(WHAT YOU SHOULD DO): Of all the lines in the material, count those containing the string "bool" and write only the resulting number.
─── RECORDED INFORMATION ───
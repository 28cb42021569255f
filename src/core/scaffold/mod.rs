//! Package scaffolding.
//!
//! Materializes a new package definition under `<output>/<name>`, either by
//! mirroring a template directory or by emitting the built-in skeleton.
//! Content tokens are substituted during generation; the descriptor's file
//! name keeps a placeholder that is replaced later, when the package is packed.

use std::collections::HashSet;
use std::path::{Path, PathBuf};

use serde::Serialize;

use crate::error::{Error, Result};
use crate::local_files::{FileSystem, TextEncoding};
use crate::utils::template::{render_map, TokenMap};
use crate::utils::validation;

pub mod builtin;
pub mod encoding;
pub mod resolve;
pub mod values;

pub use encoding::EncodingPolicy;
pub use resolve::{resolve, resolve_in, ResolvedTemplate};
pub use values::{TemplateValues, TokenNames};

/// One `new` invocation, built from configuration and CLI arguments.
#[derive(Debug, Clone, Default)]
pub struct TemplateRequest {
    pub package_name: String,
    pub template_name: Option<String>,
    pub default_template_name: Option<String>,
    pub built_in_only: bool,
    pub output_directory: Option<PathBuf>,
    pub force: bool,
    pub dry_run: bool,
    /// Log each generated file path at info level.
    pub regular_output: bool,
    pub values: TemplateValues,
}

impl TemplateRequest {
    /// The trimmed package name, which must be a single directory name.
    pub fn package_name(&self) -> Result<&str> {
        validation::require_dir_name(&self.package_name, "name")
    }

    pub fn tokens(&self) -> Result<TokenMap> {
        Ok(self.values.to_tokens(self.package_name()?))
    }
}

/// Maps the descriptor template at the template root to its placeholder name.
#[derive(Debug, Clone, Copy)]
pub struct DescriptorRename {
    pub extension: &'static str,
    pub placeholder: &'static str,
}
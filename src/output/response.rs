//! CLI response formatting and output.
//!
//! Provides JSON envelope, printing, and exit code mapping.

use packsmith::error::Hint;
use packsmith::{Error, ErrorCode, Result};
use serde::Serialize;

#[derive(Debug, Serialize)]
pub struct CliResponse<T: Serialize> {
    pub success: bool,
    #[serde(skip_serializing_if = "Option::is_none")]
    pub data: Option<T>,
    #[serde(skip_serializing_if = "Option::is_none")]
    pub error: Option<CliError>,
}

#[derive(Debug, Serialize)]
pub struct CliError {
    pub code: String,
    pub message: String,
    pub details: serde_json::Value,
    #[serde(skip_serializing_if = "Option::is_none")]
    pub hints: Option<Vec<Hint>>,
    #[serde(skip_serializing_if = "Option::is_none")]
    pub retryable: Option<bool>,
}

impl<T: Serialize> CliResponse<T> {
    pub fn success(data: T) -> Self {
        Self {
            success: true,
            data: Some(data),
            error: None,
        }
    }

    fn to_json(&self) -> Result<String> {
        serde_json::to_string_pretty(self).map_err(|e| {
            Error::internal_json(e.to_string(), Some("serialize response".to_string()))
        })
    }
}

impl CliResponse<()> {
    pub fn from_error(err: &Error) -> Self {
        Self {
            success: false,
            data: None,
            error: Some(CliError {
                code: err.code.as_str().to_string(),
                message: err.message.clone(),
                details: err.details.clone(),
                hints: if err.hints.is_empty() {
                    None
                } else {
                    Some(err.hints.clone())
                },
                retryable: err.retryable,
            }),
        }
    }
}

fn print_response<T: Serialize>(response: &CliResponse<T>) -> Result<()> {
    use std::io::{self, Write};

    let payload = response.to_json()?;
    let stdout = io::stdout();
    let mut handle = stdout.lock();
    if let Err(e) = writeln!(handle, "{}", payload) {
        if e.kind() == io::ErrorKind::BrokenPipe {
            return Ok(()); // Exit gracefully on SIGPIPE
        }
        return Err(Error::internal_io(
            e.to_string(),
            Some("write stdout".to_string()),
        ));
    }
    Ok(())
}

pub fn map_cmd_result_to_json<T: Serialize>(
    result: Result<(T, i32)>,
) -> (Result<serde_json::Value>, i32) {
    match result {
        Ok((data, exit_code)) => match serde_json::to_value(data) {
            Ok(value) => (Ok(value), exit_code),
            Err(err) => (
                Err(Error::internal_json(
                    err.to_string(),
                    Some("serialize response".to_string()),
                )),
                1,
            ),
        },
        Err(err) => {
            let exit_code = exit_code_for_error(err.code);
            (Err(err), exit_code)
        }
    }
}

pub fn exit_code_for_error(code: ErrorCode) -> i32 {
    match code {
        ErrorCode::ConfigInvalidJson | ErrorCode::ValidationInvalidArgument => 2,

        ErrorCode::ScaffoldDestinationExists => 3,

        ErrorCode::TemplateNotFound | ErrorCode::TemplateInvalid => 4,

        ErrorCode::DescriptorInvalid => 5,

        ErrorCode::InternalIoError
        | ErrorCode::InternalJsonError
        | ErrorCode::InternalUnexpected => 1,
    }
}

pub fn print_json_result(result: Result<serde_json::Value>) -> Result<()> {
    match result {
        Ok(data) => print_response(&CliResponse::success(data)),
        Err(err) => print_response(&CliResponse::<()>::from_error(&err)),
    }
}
───
─── RECORDED INFORMATION ───
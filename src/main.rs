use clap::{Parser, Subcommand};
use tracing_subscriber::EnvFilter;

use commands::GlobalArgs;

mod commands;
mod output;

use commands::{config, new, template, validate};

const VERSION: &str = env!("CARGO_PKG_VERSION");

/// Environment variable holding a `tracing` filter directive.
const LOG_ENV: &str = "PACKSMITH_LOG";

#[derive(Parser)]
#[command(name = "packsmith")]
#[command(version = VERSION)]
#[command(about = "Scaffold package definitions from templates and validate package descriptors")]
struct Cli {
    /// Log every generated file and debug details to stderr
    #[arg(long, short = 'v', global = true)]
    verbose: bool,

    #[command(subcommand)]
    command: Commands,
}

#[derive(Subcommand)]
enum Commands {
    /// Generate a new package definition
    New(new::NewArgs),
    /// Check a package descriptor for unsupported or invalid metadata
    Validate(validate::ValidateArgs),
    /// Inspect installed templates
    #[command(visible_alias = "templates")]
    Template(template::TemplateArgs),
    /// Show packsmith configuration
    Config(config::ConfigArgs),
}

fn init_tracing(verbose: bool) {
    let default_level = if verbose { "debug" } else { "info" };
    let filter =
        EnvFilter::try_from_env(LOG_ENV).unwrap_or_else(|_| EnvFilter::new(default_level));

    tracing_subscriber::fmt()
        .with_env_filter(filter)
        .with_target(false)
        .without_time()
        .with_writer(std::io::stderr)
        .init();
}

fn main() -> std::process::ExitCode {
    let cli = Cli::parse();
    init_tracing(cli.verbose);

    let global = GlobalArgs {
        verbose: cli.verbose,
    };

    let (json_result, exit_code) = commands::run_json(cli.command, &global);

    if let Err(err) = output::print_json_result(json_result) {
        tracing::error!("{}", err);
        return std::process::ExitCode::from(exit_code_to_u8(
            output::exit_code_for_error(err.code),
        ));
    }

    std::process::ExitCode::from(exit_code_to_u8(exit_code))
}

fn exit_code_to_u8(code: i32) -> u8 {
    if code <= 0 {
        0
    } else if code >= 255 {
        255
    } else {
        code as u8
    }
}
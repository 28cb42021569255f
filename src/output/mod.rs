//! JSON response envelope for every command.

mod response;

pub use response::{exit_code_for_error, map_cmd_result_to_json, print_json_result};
───
(COMPLETED EXERCISE): 8